Night two went...okay also. Same thunderous applause again, and this time the judges said the toe-tapping song, my dance routine, and my happy smiling attitude had energized the audience who'd begun to wane a bit. Imagine!

I may never dance in public again but I was able to put my self-doubts and fears of not looking perfect and of not performing flawlessly aside for a good cause. The take away lesson for me was to just do the best you can with anything you attempt, smile through it, and...never let them see you sweat.

Oh, and one other thing I learned: I did know how to dance...freestyle, that is. I'm leaving the ballroom stuff to the pros from now on.

Peggy Jaeger is a contemporary romance author who writes about strong women, the families who support them, and the men who can't live without them. 
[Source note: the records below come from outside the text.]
use axum::Router;
use axum::routing::{delete, get};
use tower_http::cors::CorsLayer;

use super::routes;
use super::state::AppState;

pub fn build_router(state: AppState) -> Router {
    Router::new()
        .route(
            "/api/downloads",
            get(routes::list_downloads).post(routes::create_download),
        )
        .route("/api/downloads/history", delete(routes::clear_history))
        .route(
            "/api/downloads/{id}",
            get(routes::get_download).delete(routes::cancel_download),
        )
        .route(
            "/api/settings",
            get(routes::get_settings).post(routes::update_settings),
        )
        .route("/api/models/search", get(routes::search_models))
        .route("/api/models/types", get(routes::model_types))
        .route("/api/models/{id}", get(routes::get_model))
        .route("/api/models/{id}/versions", get(routes::get_model_versions))
        .layer(CorsLayer::permissive())
        .with_state(state)
}
use std::sync::Arc;
use std::time::{Duration, Instant};

use super::task::TaskStatus;

/// 进度回调的最小间隔
pub const PROGRESS_INTERVAL: Duration = Duration::from_millis(300);

/// 下载器发给队列的一次进度回报
#[derive(Debug, Clone, PartialEq)]
pub struct ProgressUpdate {
    pub progress: f64,
    pub download_speed: f64,
    pub eta: Option<f64>,
    pub status: TaskStatus,
}

/// 进度回调：任务 ID + 进度
pub type ProgressCallback = Arc<dyn Fn(&str, ProgressUpdate) + Send + Sync>;

/// 按字节统计进度、速度和剩余时间
#[derive(Debug, Clone)]
pub struct ProgressMeter {
    total: Option<u64>,
    downloaded: u64,
    started: Instant,
    last_emit: Instant,
    interval: Duration,
}

impl ProgressMeter {
    pub fn new(total: Option<u64>) -> Self {
        Self::starting_at(total, Instant::now())
    }

    pub fn starting_at(total: Option<u64>, now: Instant) -> Self {
        Self {
            total: total.filter(|t| *t > 0),
            downloaded: 0,
            started: now,
            last_emit: now,
            interval: PROGRESS_INTERVAL,
        }
    }

    pub fn advance(&mut self, bytes: u64) {
        self.downloaded += bytes;
    }

    pub fn downloaded(&self) -> u64 {
        self.downloaded
    }

    pub fn snapshot_at(&self, now: Instant) -> ProgressUpdate {
        let elapsed = now.saturating_duration_since(self.started).as_secs_f64();
        let speed = if elapsed > 0.0 {
            self.downloaded as f64 / elapsed
        } else {
            0.0
        };

        let (progress, eta) = match self.total {
            Some(total) => {
                let progress = (self.downloaded as f64 / total as f64 * 100.0).min(100.0);
                let remaining = total.saturating_sub(self.downloaded) as f64;
                let eta = (speed > 0.0).then(|| remaining / speed);
                (progress, eta)
            }
            // 总大小未知
            None => (0.0, None),
        };

        ProgressUpdate {
            progress,
            download_speed: speed,
            eta,
            status: TaskStatus::Downloading,
        }
    }

    /// 距离上次回报超过间隔时返回 true 并重置计时
    pub fn should_emit_at(&mut self, now: Instant) -> bool {
        if now.saturating_duration_since(self.last_emit) >= self.interval {
            self.last_emit = now;
            true
        } else {
            false
        }
    }
}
Her current titles, available now, include SKATER'S WALTZ and THERE'S NO PLACE LIKE HOME, books 1 and 2 in her 6-book The MacQuire Women Series, published by The Wild Rose Press. Book 3, FIRST IMPRESSIONS releases on 9/23/15.

Tying into her love of families, her children's book, THE KINDNESS TALES, was illustrated by her artist mother-in-law.

Peggy holds a master's degree in Nursing Administration and first found publication with several articles she authored on Alzheimer's Disease during her time running an Alzheimer's in-patient care unit during the 1990s. 

In 2013, she placed first in two categories in the Dixie Kane Memorial Contest: Single Title Contemporary Romance and Short/Long Contemporary Romance.

A lifelong and avid romance reader and writer, she is a member of RWA and her local New Hampshire RWA Chapter.


  1. Brenda _ rereading this brought all those angst ridden days of dance rehearsal back to me and made me smile!!! My little stage fright seems so inconsequential with a little bit of time and whole of hindsight!! thanks for reposting this!

    1. It was such a great post. A lot of people enjoyed it today. Glad you got a smile out of it!